Typeclass is great to reduce boilerplate.
In Racket, I define macros to chain computation. For example, in my latest automation, I define a chain operation to chain a series of git commands.
(result~> : (Result String String)
(sh "git add -A -N" (Some pwd))
(sh "git add -u" (Some pwd))
(sh "git status -s" (Some pwd))
(let ([text (string-trim _)])
(if (equal? text "")
NO-DEST-CHANGES-RESULT
(Ok text)))
(sh (format "git commit -m '~a'" _) (Some pwd))
(sh "git push origin master" (Some pwd)))))
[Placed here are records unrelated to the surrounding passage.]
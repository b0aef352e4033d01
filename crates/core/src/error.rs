//! Error types for the responder core.

/// Errors returned synchronously by server, group and browser operations.
///
/// Name collisions and resolver timeouts are not errors: they are reported
/// through the listeners as state changes and events.
#[derive(Debug, thiserror::Error)]
pub enum Error {
    /// The operation is not allowed in the object's current state.
    #[error("invalid state: {0}")]
    InvalidState(String),

    /// An identical record is already part of the entry group.
    #[error("duplicate record: {0}")]
    Duplicate(String),

    /// Interface/protocol scope inconsistent with the request.
    #[error("invalid scope: {0}")]
    InvalidScope(String),

    #[error("invalid record: {0}")]
    InvalidRecord(String),

    #[error("invalid host name: {0}")]
    InvalidHostName(String),

    #[error("invalid domain name: {0}")]
    InvalidDomainName(String),

    #[error("invalid service name: {0}")]
    InvalidServiceName(String),

    #[error("invalid service type: {0}")]
    InvalidServiceType(String),

    #[error("invalid key: {0}")]
    InvalidKey(String),

    #[error("invalid configuration: {0}")]
    InvalidConfig(String),

    /// Unknown entry group or browser handle.
    #[error("not found: {0}")]
    NotFound(String),

    /// The transport could not be opened; fatal to server construction.
    #[error("transport error: {0}")]
    Transport(#[from] std::io::Error),
}
use std::collections::HashMap;
use std::net::IpAddr;

use mdns_sd::{ServiceEvent, ServiceInfo};
use tokio::sync::mpsc;
use tracing::{debug, trace};
use zerocast_core::record::{TYPE_PTR, TYPE_SRV, TYPE_TXT};
use zerocast_core::{Key, Protocol, Record, RecordData, TxtList, domain};

use crate::server::{OwnServices, is_own};
use crate::types::{BRIDGE_INTERFACE, HOST_TTL, Incoming, SERVICE_TTL};

const ENUMERATION_PREFIX: &str = "_services._dns-sd._udp";

/// The daemon browse (service type and domain, no root dot) that answers
/// `key`, if there is one.
///
/// PTR keys on a service type or the enumeration name browse that name;
/// SRV and TXT keys on an instance browse the instance's type. Address
/// records arrive with resolved services and need no browse of their own.
pub(crate) fn browse_target(key: &Key) -> Option<String> {
    match key.rtype() {
        TYPE_PTR => {
            let name = key.name();
            let is_enumeration = name
                .get(..ENUMERATION_PREFIX.len())
                .is_some_and(|p| p.eq_ignore_ascii_case(ENUMERATION_PREFIX));
            if is_enumeration || domain::service_type_split(name).is_some() {
                Some(name.to_string())
            } else {
                None
            }
        }
        TYPE_SRV | TYPE_TXT => {
            if let Some((service_type, domain)) = domain::service_type_split(key.name()) {
                return Some(format!("{service_type}.{domain}"));
            }
            domain::service_name_split(key.name())
                .filter(|p| domain::is_valid_service_type(&p.service_type))
                .map(|p| format!("{}.{}", p.service_type, p.domain))
        }
        _ => None,
    }
}

/// Converts a resolved service into the records it implies.
pub(crate) fn records_from_info(info: &ServiceInfo) -> Vec<(Protocol, Record)> {
    let ty_domain = domain::normalize(info.get_type());
    let fullname = domain::normalize(info.get_fullname());
    let instance = fullname
        .strip_suffix(ty_domain.as_str())
        .map(|s| s.trim_end_matches('.'))
        .unwrap_or(fullname.as_str());
    let name = format!("{}.{ty_domain}", domain::escape_label(instance));
    let host = domain::normalize(info.get_hostname());

    let mut addresses: Vec<IpAddr> = info.get_addresses().iter().copied().collect();
    addresses.sort();
    let protocol = if addresses.iter().any(IpAddr::is_ipv4) {
        Protocol::Inet
    } else {
        Protocol::Inet6
    };

    let mut txt = TxtList::new();
    for property in info.get_properties().iter() {
        match property.val() {
            Some(val) => {
                let mut item = format!("{}=", property.key()).into_bytes();
                item.extend_from_slice(val);
                txt.push(item);
            }
            None => txt.push(property.key()),
        }
    }
    if txt.is_empty() {
        txt.push("");
    }

    let mut records = vec![
        (protocol, Record::new(&ty_domain, SERVICE_TTL, RecordData::Ptr(name.clone()))),
        (
            protocol,
            Record::new(
                &name,
                HOST_TTL,
                RecordData::Srv {
                    priority: 0,
                    weight: 0,
                    port: info.get_port(),
                    target: host.clone(),
                },
            ),
        ),
        (protocol, Record::new(&name, SERVICE_TTL, RecordData::Txt(txt))),
    ];
    for address in addresses {
        records.push((
            Protocol::of(&address),
            Record::new(&host, HOST_TTL, RecordData::address(address)),
        ));
    }
    records
}

/// Turns daemon events for one browse into [`Incoming`] changes.
pub(crate) struct Forwarder {
    known: HashMap<String, Vec<(Protocol, Record)>>,
    tx: mpsc::UnboundedSender<Incoming>,
    own: OwnServices,
}

impl Forwarder {
    pub(crate) fn new(tx: mpsc::UnboundedSender<Incoming>, own: OwnServices) -> Self {
        Self {
            known: HashMap::new(),
            tx,
            own,
        }
    }

    /// Handles one event. Returns false once the browse stopped or the
    /// reactor went away.
    pub(crate) fn handle(&mut self, event: ServiceEvent) -> bool {
        let mut out = Vec::new();
        match event {
            ServiceEvent::ServiceResolved(info) => {
                if is_own(&self.own, info.get_fullname()) {
                    trace!(fullname = info.get_fullname(), "skipping own service");
                    return true;
                }
                let records = records_from_info(&info);
                let previous = self
                    .known
                    .insert(info.get_fullname().to_ascii_lowercase(), records.clone())
                    .unwrap_or_default();
                for (protocol, record) in previous {
                    if !records.iter().any(|(_, r)| r == &record) {
                        out.push(Incoming::Withdrawn {
                            interface: BRIDGE_INTERFACE,
                            protocol,
                            record,
                        });
                    }
                }
                out.extend(records.into_iter().map(|(protocol, record)| Incoming::Record {
                    interface: BRIDGE_INTERFACE,
                    protocol,
                    record,
                }));
            }
            ServiceEvent::ServiceFound(ty, fullname) => {
                let ty = domain::normalize(&ty);
                if ty.to_ascii_lowercase().starts_with(ENUMERATION_PREFIX) {
                    let record = Record::new(
                        &ty,
                        SERVICE_TTL,
                        RecordData::Ptr(domain::normalize(&fullname)),
                    );
                    out.push(Incoming::Record {
                        interface: BRIDGE_INTERFACE,
                        protocol: Protocol::Inet,
                        record,
                    });
                }
            }
            ServiceEvent::ServiceRemoved(_ty, fullname) => {
                for (protocol, record) in self
                    .known
                    .remove(&fullname.to_ascii_lowercase())
                    .unwrap_or_default()
                {
                    out.push(Incoming::Withdrawn {
                        interface: BRIDGE_INTERFACE,
                        protocol,
                        record,
                    });
                }
            }
            ServiceEvent::SearchStopped(ty) => {
                debug!(service_type = %ty, "browse stopped");
                return false;
            }
            _ => {}
        }
        out.into_iter().all(|incoming| self.tx.send(incoming).is_ok())
    }
}

/// Forwards events from a daemon browse until it stops or the reactor
/// goes away.
pub(crate) async fn forward(receiver: mdns_sd::Receiver<ServiceEvent>, mut forwarder: Forwarder) {
    while let Ok(event) = receiver.recv_async().await {
        if !forwarder.handle(event) {
            break;
        }
    }
}
#[cfg(test)]
mod tests {
    use std::cell::RefCell;
    use std::rc::Rc;
    use std::time::Duration;

    use crate::record::{TYPE_PTR, TYPE_SRV, TYPE_TXT};
    use crate::testing::{a, running_server, starting_server};
    use crate::transport::TransportOp;

    use super::*;

    type States = Rc<RefCell<Vec<EntryGroupState>>>;

    fn recorder(states: &States) -> impl FnMut(&mut Server, GroupId, EntryGroupState) + 'static {
        let states = Rc::clone(states);
        move |_s: &mut Server, _g: GroupId, state: EntryGroupState| states.borrow_mut().push(state)
    }

    #[tokio::test(start_paused = true)]
    async fn commit_establishes_after_probing() {
        let (mut server, log) = running_server();
        let states = States::default();
        let group = server.entry_group_new(recorder(&states)).unwrap();
        server
            .entry_group_add_record(group, None, None, a("svc.local", "10.0.0.7"))
            .unwrap();
        server.entry_group_commit(group).unwrap();
        assert!(log
            .borrow()
            .contains(&TransportOp::Announce(Scope::ANY, a("svc.local", "10.0.0.7"))));

        tokio::time::advance(Duration::from_millis(749)).await;
        server.process_timeouts();
        assert_eq!(*states.borrow(), vec![EntryGroupState::Registering]);

        tokio::time::advance(Duration::from_millis(1)).await;
        server.process_timeouts();
        assert_eq!(
            *states.borrow(),
            vec![EntryGroupState::Registering, EntryGroupState::Established]
        );
        assert_eq!(server.entry_group_state(group).unwrap(), EntryGroupState::Established);
    }

    #[tokio::test(start_paused = true)]
    async fn add_record_errors() {
        let (mut server, _log) = running_server();
        let group = server.entry_group_new(recorder(&States::default())).unwrap();
        let record = a("svc.local", "10.0.0.7");
        server
            .entry_group_add_record(group, None, None, record.clone())
            .unwrap();

        let dup = server.entry_group_add_record(group, None, None, record.with_ttl(10));
        assert!(matches!(dup, Err(Error::Duplicate(_))));

        let other_scope = server.entry_group_add_record(group, Some(1), None, record.clone());
        assert!(other_scope.is_ok());

        let chaos = Record::generic("svc.local", 3, 1, 120, vec![10, 0, 0, 1]);
        assert!(matches!(
            server.entry_group_add_record(group, None, None, chaos),
            Err(Error::InvalidRecord(_))
        ));

        server.entry_group_commit(group).unwrap();
        tokio::time::advance(Duration::from_secs(1)).await;
        server.process_timeouts();
        let late = server.entry_group_add_record(group, None, None, a("late.local", "10.0.0.8"));
        assert!(matches!(late, Err(Error::InvalidState(_))));
    }

    #[tokio::test(start_paused = true)]
    async fn adding_while_registering_announces_at_once() {
        let (mut server, log) = running_server();
        let group = server.entry_group_new(recorder(&States::default())).unwrap();
        server.entry_group_commit(group).unwrap();
        server
            .entry_group_add_record(group, None, None, a("late.local", "10.0.0.8"))
            .unwrap();
        assert!(log
            .borrow()
            .contains(&TransportOp::Announce(Scope::ANY, a("late.local", "10.0.0.8"))));
    }

    #[tokio::test(start_paused = true)]
    async fn record_added_while_registering_hits_cached_conflict() {
        let (mut server, _log) = running_server();
        server.handle_record(2, Protocol::Inet, a("late.local", "10.9.9.9"));

        let states = States::default();
        let group = server.entry_group_new(recorder(&states)).unwrap();
        server
            .entry_group_add_record(group, None, None, a("svc.local", "10.0.0.7"))
            .unwrap();
        server.entry_group_commit(group).unwrap();
        server
            .entry_group_add_record(group, None, None, a("late.local", "10.0.0.8"))
            .unwrap();

        tokio::time::advance(Duration::from_secs(1)).await;
        server.process_timeouts();
        assert_eq!(
            *states.borrow(),
            vec![EntryGroupState::Registering, EntryGroupState::Collision]
        );
        assert_eq!(server.entry_group_state(group).unwrap(), EntryGroupState::Collision);
    }

    #[tokio::test(start_paused = true)]
    async fn service_helper_adds_all_records() {
        let (mut server, _log) = running_server();
        let group = server.entry_group_new(recorder(&States::default())).unwrap();
        server
            .entry_group_add_service(group, None, None, "Test Service", "_http._tcp", None, None, 80, TxtList::new())
            .unwrap();
        server
            .entry_group_add_service(group, None, None, "Test Service", "_ftp._tcp", None, None, 21, TxtList::new())
            .unwrap();

        let g = &server.groups[&group];
        let types: Vec<u16> = g.entries.iter().map(|e| e.record.rtype()).collect();
        assert_eq!(
            types,
            vec![TYPE_PTR, TYPE_SRV, TYPE_TXT, TYPE_PTR, TYPE_PTR, TYPE_SRV, TYPE_TXT, TYPE_PTR]
        );
        let srv = &g.entries[1].record;
        assert_eq!(srv.name(), "Test Service._http._tcp.local");
        assert_eq!(srv.data().target(), Some(server.host_name_fqdn()));
        assert_eq!(g.entries[2].record.data(), &RecordData::Txt(TxtList::from_strings([""])));

        let again = server.entry_group_add_service(
            group, None, None, "Test Service", "_http._tcp", None, None, 80, TxtList::new(),
        );
        assert!(matches!(again, Err(Error::Duplicate(_))));
        assert_eq!(server.groups[&group].entries.len(), 8);
    }

    #[tokio::test(start_paused = true)]
    async fn dns_server_helper() {
        let (mut server, _log) = running_server();
        let group = server.entry_group_new(recorder(&States::default())).unwrap();
        server
            .entry_group_add_dns_server_address(
                group,
                None,
                None,
                None,
                DnsServerKind::Resolve,
                "192.168.50.1".parse().unwrap(),
                53,
            )
            .unwrap();

        let g = &server.groups[&group];
        assert_eq!(g.entries.len(), 3);
        assert_eq!(g.entries[0].record.name(), "ip-192-168-50-1.local");
        assert_eq!(g.entries[1].record.name(), "1.50.168.192.in-addr.arpa");
        let srv = &g.entries[2];
        assert_eq!(srv.record.name(), "_domain._udp.local");
        assert!(!srv.unique);
    }

    #[tokio::test(start_paused = true)]
    async fn reset_withdraws_and_notifies_once() {
        let (mut server, log) = running_server();
        let states = States::default();
        let group = server.entry_group_new(recorder(&states)).unwrap();
        server
            .entry_group_add_record(group, None, None, a("svc.local", "10.0.0.7"))
            .unwrap();
        server.entry_group_commit(group).unwrap();
        server.entry_group_reset(group).unwrap();
        server.entry_group_reset(group).unwrap();

        assert!(log
            .borrow()
            .contains(&TransportOp::Withdraw(Scope::ANY, a("svc.local", "10.0.0.7"))));
        assert!(server.entry_group_is_empty(group).unwrap());
        assert_eq!(
            *states.borrow(),
            vec![EntryGroupState::Registering, EntryGroupState::Uncommitted]
        );

        // The old probe timer must not establish the reset group.
        tokio::time::advance(Duration::from_secs(1)).await;
        server.process_timeouts();
        assert_eq!(server.entry_group_state(group).unwrap(), EntryGroupState::Uncommitted);
    }

    #[tokio::test(start_paused = true)]
    async fn free_is_idempotent() {
        let (mut server, log) = running_server();
        let group = server.entry_group_new(recorder(&States::default())).unwrap();
        server
            .entry_group_add_record(group, None, None, a("svc.local", "10.0.0.7"))
            .unwrap();
        server.entry_group_commit(group).unwrap();

        server.entry_group_free(group);
        server.entry_group_free(group);
        let withdrawals = log
            .borrow()
            .iter()
            .filter(|op| matches!(op, TransportOp::Withdraw(..)))
            .count();
        assert_eq!(withdrawals, 1);
        assert!(matches!(server.entry_group_state(group), Err(Error::NotFound(_))));
    }

    #[tokio::test(start_paused = true)]
    async fn commit_before_running_is_deferred() {
        let (mut server, log) = starting_server();
        let states = States::default();
        let group = server.entry_group_new(recorder(&states)).unwrap();
        server
            .entry_group_add_record(group, None, None, a("svc.local", "10.0.0.7"))
            .unwrap();
        server.entry_group_commit(group).unwrap();
        assert!(!log.borrow().iter().any(|op| matches!(op, TransportOp::Announce(..))));

        tokio::time::advance(Duration::from_secs(5)).await;
        server.process_timeouts();
        assert_eq!(*states.borrow(), vec![EntryGroupState::Registering]);

        server.transport_ready().unwrap();
        tokio::time::advance(Duration::from_millis(750)).await;
        server.process_timeouts();
        assert_eq!(
            *states.borrow(),
            vec![EntryGroupState::Registering, EntryGroupState::Established]
        );
    }
}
My result~> macro in Typed Racket.
There are three cool features of the result~>:
- The operations are short circuit by any one of the expressions that returns (Error stderr)
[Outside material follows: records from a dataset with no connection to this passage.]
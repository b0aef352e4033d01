//! Reactor loop: wires the responder to the mDNS bridge and drives it.

use std::cell::RefCell;
use std::net::IpAddr;
use std::rc::Rc;
use std::time::Duration;

use anyhow::Context;
use tokio::time::{Instant, MissedTickBehavior};
use tokio_util::sync::CancellationToken;
use tracing::{debug, error, info, warn};
use zerocast_core::record::TYPE_PTR;
use zerocast_core::{
    AddressResolution, BrowseEvent, BrowserId, DnsServerInfo, DnsServerKind, DomainBrowserKind,
    EntryGroupState, Error, GroupId, HostNameResolution, InterfaceIndex, Key, Protocol, Record,
    ResolverEvent, RetryPolicy, Server, ServerState, ServiceInstance, ServiceResolution,
    ServiceTypeInfo, TxtList, alternative_host_name, alternative_service_name,
};
use zerocast_discovery::{MdnsSdTransport, get_local_ips};

use crate::config::Config;

/// Services published under the harness's instance name.
const SERVICES: [(&str, u16); 3] = [("_http._tcp", 80), ("_ftp._tcp", 21), ("_webdav._tcp", 80)];

/// Runs the harness until Ctrl-C or the configured run time elapses.
pub async fn run(config: Config) -> anyhow::Result<()> {
    let mut server_config = config.server.clone();
    if server_config.addresses.is_empty() {
        server_config.addresses = get_local_ips();
        info!(count = server_config.addresses.len(), "using local interface addresses");
    }

    let mut transport = MdnsSdTransport::new();
    let mut incoming = transport
        .take_incoming()
        .context("incoming channel already taken")?;

    let harness = Rc::new(RefCell::new(Harness::new(&config)));
    let mut server = Server::new(server_config, transport, server_listener(Rc::clone(&harness)))?;
    server.transport_ready()?;

    let browsers = start_browsers(&mut server, &config)?;
    info!(count = browsers.len(), "browsers started");

    let cancel = CancellationToken::new();
    watch_for_stop(cancel.clone(), config.run_time());

    let mut dump = tokio::time::interval(config.dump_interval());
    dump.set_missed_tick_behavior(MissedTickBehavior::Delay);
    dump.tick().await;

    loop {
        let wake = next_wake(&server, &harness);
        tokio::select! {
            _ = cancel.cancelled() => break,
            Some(change) = incoming.recv() => change.apply(&mut server),
            _ = sleep_until(wake) => {
                server.process_timeouts();
                retry_if_due(&mut server, &harness);
            }
            _ = dump.tick() => server.dump_to(|line: &str| info!(target: "zerocast::dump", "{line}")),
        }
    }

    info!("stopping server");
    server.shutdown();
    Ok(())
}

/// Cancels `cancel` on SIGINT or once `run_time` has elapsed.
fn watch_for_stop(cancel: CancellationToken, run_time: Option<Duration>) {
    tokio::spawn(async move {
        let expiry = async {
            match run_time {
                Some(run_time) => tokio::time::sleep(run_time).await,
                None => std::future::pending().await,
            }
        };
        tokio::select! {
            _ = tokio::signal::ctrl_c() => info!("SIGINT received, shutting down"),
            _ = expiry => info!("run time elapsed, shutting down"),
        }
        cancel.cancel();
    });
}

async fn sleep_until(deadline: Option<Instant>) {
    match deadline {
        Some(deadline) => tokio::time::sleep_until(deadline).await,
        None => std::future::pending().await,
    }
}

fn next_wake(server: &Server, harness: &Shared) -> Option<Instant> {
    let retry = harness.borrow().retry_at;
    match (server.next_timeout(), retry) {
        (Some(a), Some(b)) => Some(a.min(b)),
        (a, b) => a.or(b),
    }
}

/// Publication state shared by the listeners.
#[derive(Debug)]
struct Harness {
    service_name: String,
    dns_server: IpAddr,
    group: Option<GroupId>,
    collisions: u32,
    policy: RetryPolicy,
    /// Set while a backed-off re-publication is pending.
    retry_at: Option<Instant>,
}

type Shared = Rc<RefCell<Harness>>;

impl Harness {
    fn new(config: &Config) -> Self {
        Self {
            service_name: config.service_name.clone(),
            dns_server: config.dns_server,
            group: None,
            collisions: 0,
            policy: config.retry_policy(),
            retry_at: None,
        }
    }
}

fn server_listener(harness: Shared) -> impl FnMut(&mut Server, ServerState) + 'static {
    move |server: &mut Server, state: ServerState| match state {
        ServerState::Running => {
            info!("server startup complete, host name is <{}>", server.host_name_fqdn());
            create_entries(server, &harness, false);
        }
        ServerState::Collision => {
            remove_entries(server, &harness);
            let next = alternative_host_name(server.host_name());
            warn!("host name conflict, retrying with <{next}>");
            if let Err(e) = server.set_host_name(&next) {
                error!(host = %next, error = %e, "failed to set host name");
            }
        }
        other => debug!(state = %other, "server state changed"),
    }
}

fn group_listener(harness: Shared) -> impl FnMut(&mut Server, GroupId, EntryGroupState) + 'static {
    move |server: &mut Server, group: GroupId, state: EntryGroupState| match state {
        EntryGroupState::Established => {
            let name = {
                let mut h = harness.borrow_mut();
                h.collisions = 0;
                h.service_name.clone()
            };
            info!(%group, "service established under name <{name}>");
        }
        EntryGroupState::Collision => service_collision(server, &harness),
        EntryGroupState::Failure => error!(%group, "entry group failed"),
        other => debug!(%group, state = %other, "entry group state changed"),
    }
}

fn service_collision(server: &mut Server, harness: &Shared) {
    let delay = {
        let mut h = harness.borrow_mut();
        h.collisions += 1;
        h.policy.delay_for_attempt(h.collisions)
    };
    match delay {
        None => {
            let h = harness.borrow();
            error!(name = %h.service_name, collisions = h.collisions, "giving up on service name");
            drop(h);
            remove_entries(server, harness);
        }
        Some(delay) if delay.is_zero() => create_entries(server, harness, true),
        Some(delay) => {
            remove_entries(server, harness);
            let mut h = harness.borrow_mut();
            h.service_name = alternative_service_name(&h.service_name);
            h.retry_at = Some(Instant::now() + delay);
            warn!(?delay, "service name conflict, retrying with <{}> after backoff", h.service_name);
        }
    }
}

fn retry_if_due(server: &mut Server, harness: &Shared) {
    let due = harness
        .borrow()
        .retry_at
        .is_some_and(|at| at <= Instant::now());
    if due {
        harness.borrow_mut().retry_at = None;
        create_entries(server, harness, false);
    }
}

fn remove_entries(server: &mut Server, harness: &Shared) {
    let group = harness.borrow_mut().group.take();
    if let Some(group) = group {
        server.entry_group_free(group);
    }
}

/// Replaces the published entries, optionally under the next alternative
/// service name.
fn create_entries(server: &mut Server, harness: &Shared, new_name: bool) {
    remove_entries(server, harness);
    let (name, dns_server) = {
        let mut h = harness.borrow_mut();
        if new_name {
            h.service_name = alternative_service_name(&h.service_name);
            warn!("service name conflict, retrying with <{}>", h.service_name);
        }
        (h.service_name.clone(), h.dns_server)
    };

    let group = match server.entry_group_new(group_listener(Rc::clone(harness))) {
        Ok(group) => group,
        Err(e) => {
            error!(error = %e, "failed to create entry group");
            return;
        }
    };
    match add_entries(server, group, &name, dns_server) {
        Ok(()) => harness.borrow_mut().group = Some(group),
        Err(e) => {
            error!(%name, error = %e, "failed to publish entries");
            server.entry_group_free(group);
        }
    }
}

fn add_entries(server: &mut Server, group: GroupId, name: &str, dns_server: IpAddr) -> Result<(), Error> {
    for (service_type, port) in SERVICES {
        server.entry_group_add_service(
            group,
            None,
            None,
            name,
            service_type,
            None,
            None,
            port,
            TxtList::from_strings(["foo"]),
        )?;
    }
    server.entry_group_add_dns_server_address(
        group,
        None,
        None,
        None,
        DnsServerKind::Resolve,
        dns_server,
        53,
    )?;
    server.entry_group_commit(group)
}

fn at(interface: InterfaceIndex, protocol: Protocol) -> String {
    format!("{interface}.{protocol}")
}

/// Starts one browser of every kind, each logging what it sees.
fn start_browsers(server: &mut Server, config: &Config) -> Result<Vec<BrowserId>, Error> {
    let http = format!("_http._tcp.{}", server.domain_name());
    let mut ids = Vec::new();

    ids.push(server.record_browser_new(
        None,
        None,
        Key::in_class(&http, TYPE_PTR),
        |_s: &mut Server, _b: BrowserId, e: BrowseEvent<Record>| {
            info!(
                "SUBSCRIPTION: record [{}] on {} is {}",
                e.item,
                at(e.interface, e.protocol),
                e.event
            );
        },
    )?);

    let host = config.resolve_host.clone();
    ids.push(server.host_name_resolver_new(
        None,
        None,
        &config.resolve_host,
        None,
        move |_s: &mut Server, _b: BrowserId, e: ResolverEvent<HostNameResolution>| match e {
            ResolverEvent::Found { interface, protocol, result } => info!(
                "HNR: ({}) <{}> -> {} [found]",
                at(interface, protocol),
                result.host_name,
                result.address
            ),
            ResolverEvent::Timeout => warn!("HNR: <{host}> [timeout]"),
        },
    )?);

    let address = config.resolve_address;
    ids.push(server.address_resolver_new(
        None,
        None,
        address,
        move |_s: &mut Server, _b: BrowserId, e: ResolverEvent<AddressResolution>| match e {
            ResolverEvent::Found { interface, protocol, result } => info!(
                "AR: ({}) {} -> <{}> [found]",
                at(interface, protocol),
                result.address,
                result.host_name
            ),
            ResolverEvent::Timeout => warn!("AR: {address} [timeout]"),
        },
    )?);

    ids.push(server.domain_browser_new(
        None,
        None,
        None,
        DomainBrowserKind::Browse,
        |_s: &mut Server, _b: BrowserId, e: BrowseEvent<String>| {
            info!("DB: ({}) <{}> [{}]", at(e.interface, e.protocol), e.item, e.event);
        },
    )?);

    ids.push(server.service_type_browser_new(
        None,
        None,
        None,
        |_s: &mut Server, _b: BrowserId, e: BrowseEvent<ServiceTypeInfo>| {
            info!(
                "STB: ({}) {} in <{}> [{}]",
                at(e.interface, e.protocol),
                e.item.service_type,
                e.item.domain,
                e.event
            );
        },
    )?);

    ids.push(server.service_browser_new(
        None,
        None,
        "_http._tcp",
        None,
        |_s: &mut Server, _b: BrowserId, e: BrowseEvent<ServiceInstance>| {
            info!(
                "SB: ({}) <{}> as {} in <{}> [{}]",
                at(e.interface, e.protocol),
                e.item.name,
                e.item.service_type,
                e.item.domain,
                e.event
            );
        },
    )?);

    let service = config.resolve_service.clone();
    ids.push(server.service_resolver_new(
        None,
        None,
        &config.resolve_service,
        "_http._tcp",
        None,
        None,
        move |_s: &mut Server, _b: BrowserId, e: ResolverEvent<ServiceResolution>| match e {
            ResolverEvent::Found { interface, protocol, result } => info!(
                "SR: ({}) <{}> as {} in <{}>: {}/{}:{} ({}) [found]",
                at(interface, protocol),
                result.name,
                result.service_type,
                result.domain,
                result.host_name,
                result.address,
                result.port,
                result.txt
            ),
            ResolverEvent::Timeout => warn!("SR: <{service}> as _http._tcp [timeout]"),
        },
    )?);

    ids.push(server.dns_server_browser_new(
        None,
        None,
        None,
        DnsServerKind::Resolve,
        None,
        |_s: &mut Server, _b: BrowserId, e: BrowseEvent<DnsServerInfo>| {
            info!(
                "DSB: ({}): {}/{}:{} [{}]",
                at(e.interface, e.protocol),
                e.item.host_name,
                e.item.address,
                e.item.port,
                e.event
            );
        },
    )?);

    Ok(ids)
}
- If one operation succeeds, the next operation can retrieve the previous stdout using _
- It’s type safe; all expression needs to return Result type within the body of result~>
Well, in Haskell the do-notation seems great for reducing boilerplate within context. What’s cooler than the Racket macro is that I can write different things for different context, and from the syntax level, they look exactly the same. Below I implement a CommandM to carry IO computation, and any failures short-circuit the entire computation.
newtype CommandM a = CommandM (IO (Either String a))
upload :: String -> CommandM String
upload pwd = do
_ <- sh "git" ["add", "-A", "-N"] (Just pwd)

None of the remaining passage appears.